TASK INSTRUCTIONS: Each line of the records that holds the word "kind" should be copied out.

DATA EXTRACT:
:::::
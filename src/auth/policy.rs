//! Static authorization policy attached to every signed-in identity.
//! Recomputed on each sign-in, never persisted.

use lazy_static::lazy_static;
use serde::{Serialize, Serializer};

#[derive(Debug, Clone, Copy, PartialEq, Eq)]
pub enum PermissionType {
    Catalogue = 0,
    Menu = 1,
    Button = 2,
}

/// Serialized as its numeric discriminant, the form the frontend expects.
impl Serialize for PermissionType {
    fn serialize<S: Serializer>(&self, s: S) -> Result<S::Ok, S::Error> {
        s.serialize_u8(*self as u8)
    }
}

#[derive(Debug, Clone, Serialize)]
#[serde(rename_all = "camelCase")]
pub struct Permission {
    pub id: &'static str,
    pub parent_id: &'static str,
    pub name: &'static str,
    pub label: &'static str,
    #[serde(rename = "type")]
    pub kind: PermissionType,
    pub route: &'static str,
    #[serde(skip_serializing_if = "Option::is_none")]
    pub order: Option<u32>,
    #[serde(skip_serializing_if = "Option::is_none")]
    pub icon: Option<&'static str>,
    #[serde(skip_serializing_if = "Option::is_none")]
    pub component: Option<&'static str>,
    #[serde(skip_serializing_if = "Vec::is_empty")]
    pub children: Vec<Permission>,
}

#[derive(Debug, Clone, Serialize)]
pub struct Role {
    pub id: &'static str,
    pub name: &'static str,
    pub label: &'static str,
    pub status: u8,
    pub order: u32,
    pub desc: &'static str,
    pub permission: Vec<Permission>,
}

fn leaf(
    id: &'static str,
    parent_id: &'static str,
    name: &'static str,
    label: &'static str,
    route: &'static str,
    component: &'static str,
) -> Permission {
    Permission {
        id,
        parent_id,
        name,
        label,
        kind: PermissionType::Menu,
        route,
        order: None,
        icon: None,
        component: Some(component),
        children: Vec::new(),
    }
}

lazy_static! {
    static ref ADMIN_ROLE: Role = Role {
        id: "4281707933534332",
        name: "Admin",
        label: "admin",
        status: 1,
        order: 1,
        desc: "Super Admin",
        permission: vec![
            Permission {
                id: "9100714781927703",
                parent_id: "",
                name: "Dashboard",
                label: "sys.menu.dashboard",
                kind: PermissionType::Catalogue,
                route: "dashboard",
                order: Some(1),
                icon: Some("ic-analysis"),
                component: None,
                children: vec![
                    leaf(
                        "8426999229400979",
                        "9100714781927703",
                        "Workbench",
                        "sys.menu.workbench",
                        "workbench",
                        "/dashboard/workbench/index.tsx",
                    ),
                    leaf(
                        "9710971640510357",
                        "9100714781927703",
                        "Analysis",
                        "sys.menu.analysis",
                        "analysis",
                        "/dashboard/analysis/index.tsx",
                    ),
                ],
            },
            Permission {
                id: "0901673425580518",
                parent_id: "",
                name: "Management",
                label: "sys.menu.management",
                kind: PermissionType::Catalogue,
                route: "management",
                order: Some(2),
                icon: Some("ic-management"),
                component: None,
                children: vec![
                    leaf(
                        "2781684678535711",
                        "0901673425580518",
                        "User",
                        "sys.menu.user.index",
                        "user",
                        "/management/user/index.tsx",
                    ),
                    Permission {
                        kind: PermissionType::Button,
                        ..leaf(
                            "4754063958766648",
                            "2781684678535711",
                            "Account",
                            "sys.menu.user.account",
                            "account",
                            "/management/user/account/index.tsx",
                        )
                    },
                ],
            },
        ],
    };
}

/// Role granted on sign-in. Every account currently receives the admin role.
pub fn role_for(_email: &str) -> Role {
    ADMIN_ROLE.clone()
}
:::::
TASK SOLUTION:
    pub kind: PermissionType,
        kind: PermissionType::Menu,
                kind: PermissionType::Catalogue,
                kind: PermissionType::Catalogue,
                        kind: PermissionType::Button,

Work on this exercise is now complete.